As ilustrações de Alceu marcam principalmente uma nova estética feminina. Estética
esta que vem se construindo, segundo Mônica Schpun, desde o início do século XX. Mary
Del Priore destaca que os homens – pelo menos de elite- não desejam mais uma Cinderela,
com um corpo-ampulheta comprimido por espartilhos e com nádegas e seios projetados,
nem ao menos sonhavam mais com seus pezinhos minúsculos. “As mulheres abandonavam
a couraça vestimentar que as tinha simbolicamente protegido do desejo masculino, no
século anterior.” 20 No início do século XX, mesmo que a princípio mal vistas, crescia o
número de mulheres nas práticas de atividades físicas. Os ginásios e professores de
educação física pareciam se multiplicar e os médicos vinham chamando a atenção para a
importância e as vantagens dessas atividades.
As mulheres passaram a abandonar penteados ornamentais, passavam a frisar, alisar
e cortar seus cabelos. Um sem numero de acessórios e aparatos são abandonados “Nascia
uma nova mulher”21 . Uma mulher que segue novos padrões estéticos.

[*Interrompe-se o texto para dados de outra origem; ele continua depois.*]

//! 参考排序引擎
//!
//! 不是完整的 DUCET，只保证搜索需要的性质：
//! - 大小写只在 tertiary 上不同，重音只在 secondary 上不同
//! - 预组合字符按规范分解展开成多个 CE
//! - 标点 / 空白是 variable 元素，可以被 shifted
//! - 0xD000 以上的非字母字符产生两个元素（implicit + continuation）
//! - `Tailoring` 提供缩约（contraction）和展开（expansion）

use rustc_hash::{FxHashMap, FxHashSet};
use unicode_normalization::char::{canonical_combining_class, decompose_canonical, is_combining_mark};

use super::element::{CollationElement, Strength};
use super::Collator;

pub const VARIABLE_TOP: u32 = 0x1000_0000;

const COMMON_SECONDARY: u8 = 0x05;
const COMMON_TERTIARY: u8 = 0x05;
const UPPER_TERTIARY: u8 = 0x85;

const VARIABLE_BASE: u16 = 0x0100;
const VARIABLE_RANGE: u32 = 0x0F00;
const DIGIT_BASE: u16 = 0x1000;
const TAILORED_BASE: u16 = 0x1100;
const TAILORED_LAST: u16 = 0x1FFF;
const LETTER_BASE: u32 = 0x2000;
const IMPLICIT_BASE: u32 = 0xF000;
const IMPLICIT_START: u32 = 0xD000;

#[derive(Debug, Clone, Default)]
pub struct Tailoring {
    contractions: FxHashMap<String, Vec<CollationElement>>,
    contraction_starts: FxHashSet<char>,
    contraction_inner: FxHashSet<char>,
    max_contraction_chars: usize,
    expansions: FxHashMap<char, Vec<CollationElement>>,
    expansion_lengths: FxHashMap<CollationElement, usize>,
    next_primary: u16,
}

impl Tailoring {
    pub fn new() -> Self {
        Self {
            next_primary: TAILORED_BASE,
            ..Self::default()
        }
    }

    /// 把 `seq` 排成一个整体，分配一个新的 primary（排在数字之后、字母之前）
    pub fn contraction(self, seq: &str) -> Self {
        let primary = self.next_primary.max(TAILORED_BASE);
        let mut tailoring = self.contraction_with(
            seq,
            vec![CollationElement::new(primary, COMMON_SECONDARY, COMMON_TERTIARY)],
        );
        tailoring.next_primary = primary.saturating_add(1).min(TAILORED_LAST);
        tailoring
    }

    pub fn contraction_with(mut self, seq: &str, ces: Vec<CollationElement>) -> Self {
        let mut chars = seq.chars();
        let Some(first) = chars.next() else {
            return self;
        };
        let count = 1 + chars.clone().count();
        if count < 2 {
            self.expansions.insert(first, ces.clone());
            self.record_expansion(&ces);
            return self;
        }
        self.contraction_starts.insert(first);
        self.contraction_inner.extend(chars);
        self.max_contraction_chars = self.max_contraction_chars.max(count);
        self.record_expansion(&ces);
        self.contractions.insert(seq.to_string(), ces);
        self
    }

    /// `ch` 按 `as_text` 的根权重排序，例如 `æ` → `ae`
    pub fn expansion(mut self, ch: char, as_text: &str) -> Self {
        let mut ces = Vec::new();
        for c in as_text.chars() {
            root_weights(c, &mut ces);
        }
        ces.retain(|ce| !ce.is_ignorable());
        self.record_expansion(&ces);
        self.expansions.insert(ch, ces);
        self
    }

    pub fn is_empty(&self) -> bool {
        self.contractions.is_empty() && self.expansions.is_empty()
    }

    fn record_expansion(&mut self, ces: &[CollationElement]) {
        if ces.len() < 2 {
            return;
        }
        if let Some(last) = ces.last() {
            let entry = self.expansion_lengths.entry(*last).or_insert(0);
            *entry = (*entry).max(ces.len());
        }
    }

    fn longest_contraction(&self, text: &str, offset: usize) -> Option<(usize, &[CollationElement])> {
        let first = text[offset..].chars().next()?;
        if !self.contraction_starts.contains(&first) {
            return None;
        }
        let mut ends = Vec::with_capacity(self.max_contraction_chars);
        for (ix, ch) in text[offset..].char_indices().take(self.max_contraction_chars) {
            ends.push(offset + ix + ch.len_utf8());
        }
        for count in (2..=ends.len()).rev() {
            let end = ends[count - 1];
            if let Some(ces) = self.contractions.get(&text[offset..end]) {
                return Some((end, ces.as_slice()));
            }
        }
        None
    }
}

#[derive(Debug, Clone)]
pub struct RootCollator {
    strength: Strength,
    alternate_shifted: bool,
    tailoring: Tailoring,
}

impl Default for RootCollator {
    fn default() -> Self {
        Self::new()
    }
}

impl RootCollator {
    pub fn new() -> Self {
        Self {
            strength: Strength::Tertiary,
            alternate_shifted: false,
            tailoring: Tailoring::new(),
        }
    }

    pub fn with_strength(mut self, strength: Strength) -> Self {
        self.strength = strength;
        self
    }

    pub fn with_alternate_shifted(mut self, shifted: bool) -> Self {
        self.alternate_shifted = shifted;
        self
    }

    pub fn with_tailoring(mut self, tailoring: Tailoring) -> Self {
        self.tailoring = tailoring;
        self
    }

    pub fn tailoring(&self) -> &Tailoring {
        &self.tailoring
    }
}

impl Collator for RootCollator {
    fn strength(&self) -> Strength {
        self.strength
    }

    fn is_alternate_shifted(&self) -> bool {
        self.alternate_shifted
    }

    fn variable_top(&self) -> u32 {
        VARIABLE_TOP
    }

    fn is_unsafe(&self, ch: char) -> bool {
        canonical_combining_class(ch) != 0
            || is_combining_mark(ch)
            || self.tailoring.contraction_inner.contains(&ch)
    }

    fn collate_unit(&self, text: &str, offset: usize, out: &mut Vec<CollationElement>) -> usize {
        let Some(ch) = text[offset..].chars().next() else {
            return offset;
        };

        if let Some((end, ces)) = self.tailoring.longest_contraction(text, offset) {
            out.extend_from_slice(ces);
            return end;
        }

        match self.tailoring.expansions.get(&ch) {
            Some(ces) => out.extend_from_slice(ces),
            None => root_weights(ch, out),
        }
        offset + ch.len_utf8()
    }

    fn max_expansion(&self, ce: CollationElement) -> usize {
        let root = if ce.primary() == 0 && ce.secondary() != 0 {
            3
        } else if ce.is_continuation() {
            2
        } else {
            1
        };
        let tailored = self.tailoring.expansion_lengths.get(&ce).copied().unwrap_or(1);
        root.max(tailored)
    }
}

/// 根排序下 `ch` 的 CE（预组合字符按规范分解展开）
pub fn root_weights(ch: char, out: &mut Vec<CollationElement>) {
    decompose_canonical(ch, |c| simple_weights(c, out));
}

fn simple_weights(ch: char, out: &mut Vec<CollationElement>) {
    let cp = ch as u32;

    if is_ignorable_char(ch) {
        out.push(CollationElement::IGNORABLE);
        return;
    }

    if is_combining_mark(ch) || canonical_combining_class(ch) != 0 {
        let secondary = if (0x0300..=0x036F).contains(&cp) {
            0x10 + (cp - 0x0300)
        } else {
            0x80 + cp % 0x7F
        };
        out.push(CollationElement::new(0, secondary as u8, COMMON_TERTIARY));
        return;
    }

    if ch.is_ascii_digit() {
        let primary = DIGIT_BASE + (cp - '0' as u32) as u16;
        out.push(CollationElement::new(primary, COMMON_SECONDARY, COMMON_TERTIARY));
        return;
    }

    if ch.is_alphanumeric() && cp < IMPLICIT_START {
        let lower = ch.to_lowercase().next().unwrap_or(ch) as u32;
        // 少数字符小写后码位反而更大，截断保持在字母区
        let primary = (LETTER_BASE + lower.min(IMPLICIT_START - 1)) as u16;
        let tertiary = if ch.is_uppercase() {
            UPPER_TERTIARY
        } else {
            COMMON_TERTIARY
        };
        out.push(CollationElement::new(primary, COMMON_SECONDARY, tertiary));
        return;
    }

    if !ch.is_alphanumeric() && cp < 0x3000 {
        let primary = VARIABLE_BASE + (cp % VARIABLE_RANGE) as u16;
        out.push(CollationElement::new(primary, COMMON_SECONDARY, COMMON_TERTIARY));
        return;
    }

    let lead = (IMPLICIT_BASE + (cp >> 12)) as u16;
    let trail = ((cp & 0x0FFF) + 1) as u16;
    out.push(CollationElement::new(lead, COMMON_SECONDARY, COMMON_TERTIARY));
    out.push(CollationElement::continuation(trail, COMMON_SECONDARY, COMMON_TERTIARY));
}

fn is_ignorable_char(ch: char) -> bool {
    match ch {
        '\t' | '\n' | '\r' => false,
        '\u{00AD}' | '\u{034F}' | '\u{FEFF}' => true,
        '\u{200B}'..='\u{200F}' | '\u{202A}'..='\u{202E}' | '\u{2060}'..='\u{2064}' => true,
        _ => ch.is_control(),
    }
}

#[cfg(test)]
#[path = "../../tests/unit/collation/root.rs"]
mod tests;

No início do século XX tem início a moda da mulher magra. Não foi uma
moda, foi também o desabrochar de uma mística da magreza, uma
mitologia da linha, uma obsessão pelo emagrecimento; tudo isso
temperado pelo uso de roupas mais próximas do corpo... Os cabelos
curtos, as pernas finas, os seios pequenos eram percebidos por muitos
homens como negação da feminilidade... Insidiosamente, a norma
estética emagrecer, endurecer, masculinizar o corpo da garçonne,
deixando, pelo menos nas páginas de revistas, a “ampulheta para trás. 22

Todo esse novo comportamento esportivo e essa estética magra é notada na coluna.
Em toda a década estudada é marcante a presença do esporte, seja ele o tênis, a natação, a
caminhada, a corrida ou a pedalada, na coluna de Alceu Penna. E esses eventos esportivos
não são destacados unicamente pelo novo desenho do corpo, mas destacam-se
principalmente como uma nova ocasião de encontros, o espaço para de o flert, para a
escolha de um namorado, ou mesmo de um futuro marido. São inúmeras as colunas de As
Garotas que abordam o Jóquei Clube, por exemplo.

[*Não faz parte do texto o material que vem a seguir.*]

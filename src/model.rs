use thiserror::Error;

use crate::config::ProviderKind;

/// Characters of a remote error body kept in [`ProviderError::Remote`].
pub const REMOTE_BODY_PREVIEW_CHARS: usize = 200;

#[derive(Debug, Clone, PartialEq, Eq)]
pub struct GenerationRequest {
    pub prompt: String,
    pub max_tokens: u32,
    pub provider: ProviderKind,
}

impl GenerationRequest {
    pub fn new(prompt: impl Into<String>, max_tokens: u32, provider: ProviderKind) -> Self {
        Self {
            prompt: prompt.into(),
            max_tokens,
            provider,
        }
    }
}

/// Generated text on success, a provider failure otherwise.
pub type GenerationResult = Result<String, ProviderError>;

#[derive(Debug, Clone, Copy, PartialEq, Eq)]
pub enum FailureKind {
    Configuration,
    Transport,
    Remote,
    ContentShape,
}

#[derive(Debug, Clone, PartialEq, Eq, Error)]
pub enum ProviderError {
    #[error("{var} not set")]
    MissingApiKey { var: &'static str },

    #[error("{var} is not a valid header value")]
    InvalidApiKey { var: &'static str },

    #[error("{0}")]
    Transport(String),

    #[error("HTTP {status}: {body}")]
    Remote { status: u16, body: String },

    #[error("No candidates in response")]
    NoCandidates,

    #[error("Empty content in response")]
    EmptyContent,

    #[error("Failed to parse response: {0}")]
    MalformedResponse(String),
}

impl ProviderError {
    /// Builds a remote failure keeping only the head of the response body.
    pub fn remote(status: u16, body: &str) -> Self {
        Self::Remote {
            status,
            body: body.chars().take(REMOTE_BODY_PREVIEW_CHARS).collect(),
        }
    }

    pub fn kind(&self) -> FailureKind {
        match self {
            Self::MissingApiKey { .. } | Self::InvalidApiKey { .. } => FailureKind::Configuration,
            Self::Transport(_) => FailureKind::Transport,
            Self::Remote { .. } => FailureKind::Remote,
            Self::NoCandidates | Self::EmptyContent | Self::MalformedResponse(_) => {
                FailureKind::ContentShape
            }
        }
    }

    /// Transport failures are always worth another attempt. Remote 5xx and 429
    /// only when `include_server_errors` is set.
    pub fn is_retryable(&self, include_server_errors: bool) -> bool {
        match self {
            Self::Transport(_) => true,
            Self::Remote { status, .. } => {
                include_server_errors && (*status == 429 || (500..600).contains(status))
            }
            _ => false,
        }
    }
}
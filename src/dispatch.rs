use reqwest::Client;
use thiserror::Error;
use tracing::{debug, info};

use crate::config::{Config, ProviderKind};
use crate::model::{GenerationRequest, ProviderError};
use crate::providers::{HttpProviders, ProviderResolver};
use crate::retry::{RetryError, RetryPolicy, Sleeper, TokioSleeper, with_retry};
use crate::sanitize::sanitize;

#[derive(Debug, Clone, PartialEq, Eq, Error)]
pub enum DispatchError {
    #[error("Unknown provider: {0}")]
    UnknownProvider(String),

    #[error(transparent)]
    Provider(ProviderError),

    #[error("API call failed after retries: {last_error}")]
    RetriesExhausted { attempts: u32, last_error: ProviderError },
}

impl From<RetryError<ProviderError>> for DispatchError {
    fn from(err: RetryError<ProviderError>) -> Self {
        match err {
            RetryError::Permanent(err) => Self::Provider(err),
            RetryError::Exhausted {
                attempts,
                last_error,
            } => Self::RetriesExhausted {
                attempts,
                last_error,
            },
        }
    }
}

/// Routes a prompt to the configured provider: sanitize, then call it under the retry policy.
pub struct Dispatcher<R = HttpProviders, S = TokioSleeper> {
    provider_setting: String,
    retry: RetryPolicy,
    retry_server_errors: bool,
    providers: R,
    sleeper: S,
}

impl Dispatcher<HttpProviders, TokioSleeper> {
    pub fn new(client: &Client, cfg: &Config) -> Self {
        Self::with_parts(cfg, HttpProviders::new(client, cfg), TokioSleeper)
    }
}

impl<R, S> Dispatcher<R, S> {
    pub fn with_parts(cfg: &Config, providers: R, sleeper: S) -> Self {
        Self {
            provider_setting: cfg.model_provider.clone(),
            retry: RetryPolicy::from(&cfg.retry),
            retry_server_errors: cfg.retry.retry_server_errors,
            providers,
            sleeper,
        }
    }
}

impl<R, S> Dispatcher<R, S>
where
    R: ProviderResolver,
    S: Sleeper,
{
    pub async fn dispatch(&self, prompt: &str, max_tokens: u32) -> Result<String, DispatchError> {
        let Some(kind) = ProviderKind::parse(&self.provider_setting) else {
            let name = self.provider_setting.trim().to_ascii_lowercase();
            debug!(provider = %name, "unsupported model provider configured");
            return Err(DispatchError::UnknownProvider(name));
        };

        let request = GenerationRequest::new(sanitize(prompt), max_tokens, kind);
        let provider = self.providers.resolve(kind);
        let retry_server_errors = self.retry_server_errors;
        debug!(
            provider = request.provider.as_str(),
            max_tokens,
            prompt_len = request.prompt.len(),
            max_attempts = self.retry.max_attempts,
            "dispatching generation request"
        );

        with_retry(
            &self.retry,
            &self.sleeper,
            |err: &ProviderError| err.is_retryable(retry_server_errors),
            |_attempt| provider.generate(&request),
        )
        .await
        .map_err(|err| {
            let (RetryError::Permanent(inner) | RetryError::Exhausted { last_error: inner, .. }) =
                &err;
            info!(
                provider = provider.name(),
                failure_kind = ?inner.kind(),
                error = %inner,
                "generation failed"
            );
            DispatchError::from(err)
        })
    }
}
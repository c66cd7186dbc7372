pub mod cli;
pub mod config;
pub mod dispatch;
pub mod logging;
pub mod model;
pub mod providers;
pub mod retry;
pub mod sanitize;
pub mod validate;

use std::env;
use std::fs;
use std::io::{self, Write};

use anyhow::{Context, Result};
use reqwest::Client;
use tracing::info;

use cli::CliArgs;
use config::Config;
use dispatch::Dispatcher;
use validate::validate;

/// Reads the prompt file named on the command line, generates text for it and
/// prints the result. Validation problems are reported on stderr only.
pub async fn run() -> Result<()> {
    dotenvy::dotenv().ok();
    let _log_guard = logging::init();

    let args = CliArgs::parse(env::args_os().skip(1))?;
    let cfg = Config::from_env();
    info!(
        provider = %cfg.model_provider,
        max_tokens = args.max_tokens,
        language = %args.language,
        max_attempts = cfg.retry.max_attempts,
        "loaded runtime configuration"
    );

    let prompt = fs::read_to_string(&args.prompt_file).with_context(|| {
        format!(
            "Failed to read prompt file '{}'",
            args.prompt_file.display()
        )
    })?;

    let client = Client::builder()
        .build()
        .context("Failed to initialize HTTP client")?;
    let dispatcher = Dispatcher::new(&client, &cfg);
    let content = dispatcher.dispatch(&prompt, args.max_tokens).await?;

    let verdict = validate(&content, &args.language);
    if !verdict.valid {
        info!(
            language = %args.language,
            reason = %verdict.reason,
            "generated content failed validation"
        );
        eprintln!(
            "WARNING: Generated content validation failed: {}",
            verdict.reason
        );
        eprintln!("INFO: Proceeding with unvalidated content");
    }

    let mut stdout = io::stdout().lock();
    writeln!(stdout, "{content}")
        .and_then(|()| stdout.flush())
        .context("Failed to write generated text")?;
    Ok(())
}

O corpo magro é uma das características mais marcantes daquelas personagens. As
Garotas do Alceu são a grosso modo magras. Os cabelos também já não são mais tão
ornamentados, elas não exibem aqueles longos comprimentos de madeixas, nem penteados
ardilosos – como diria Maria Luiza, um rabo de cavalo, um coque simples, nada além
disso. As roupa é um dos mais ousados elemento da coluna. Roupas justas, curtas, trajes de
banho. Segundo o jornalista Gonçalo Junior não raramente Alceu Penna sofreu com a
censura, os anunciantes da revista lutavam contra uma erotização das garotas.
Durante aqueles Anos Dourados as Garotas encantaram seus leitores ao disseminar
novas práticas de estética e de condutas. Sagazes, ardilosas, atrevidas conquistaram um
grande cartaz. As garotas conquistaram mulheres e homens por uma incrível dicotomia,
nem meninas nem mulheres, nem mal faladas nem pudicas elas representavam um novo
ideário feminino que de uma forma bastante suave e doce acabava por conquistar e de certa
maneira modificar preceitos de toda uma sociedade.

20
PIORE, Mary Del. História do amor no Brasil. São Paulo: Editora Contexto, 2005. p.282.
21
idem. p.244.
22
Idem. P.245 e 246.
Estudar a coluna permite visibilizar e historicizar outros impressos que trazem em
seus textos e em suas imagens versões sobre os padrões de condutas, normas de etiqueta,
preceitos normativos e padrões estéticos a serem seguidos. A coluna Garotas mesmo que
de forma indireta traz reverberadas um conjunto de normas e condutas, mesmo que de
forma indireta, acaba sendo de alguma maneira apropriada por seus leitores. O texto de A.
Ladino e de Maria Luiza e as ilustrações de Alceu Penna constroem uma subjetividade e
criam lugares de memória que estudados através da História Cultural e da Leitura.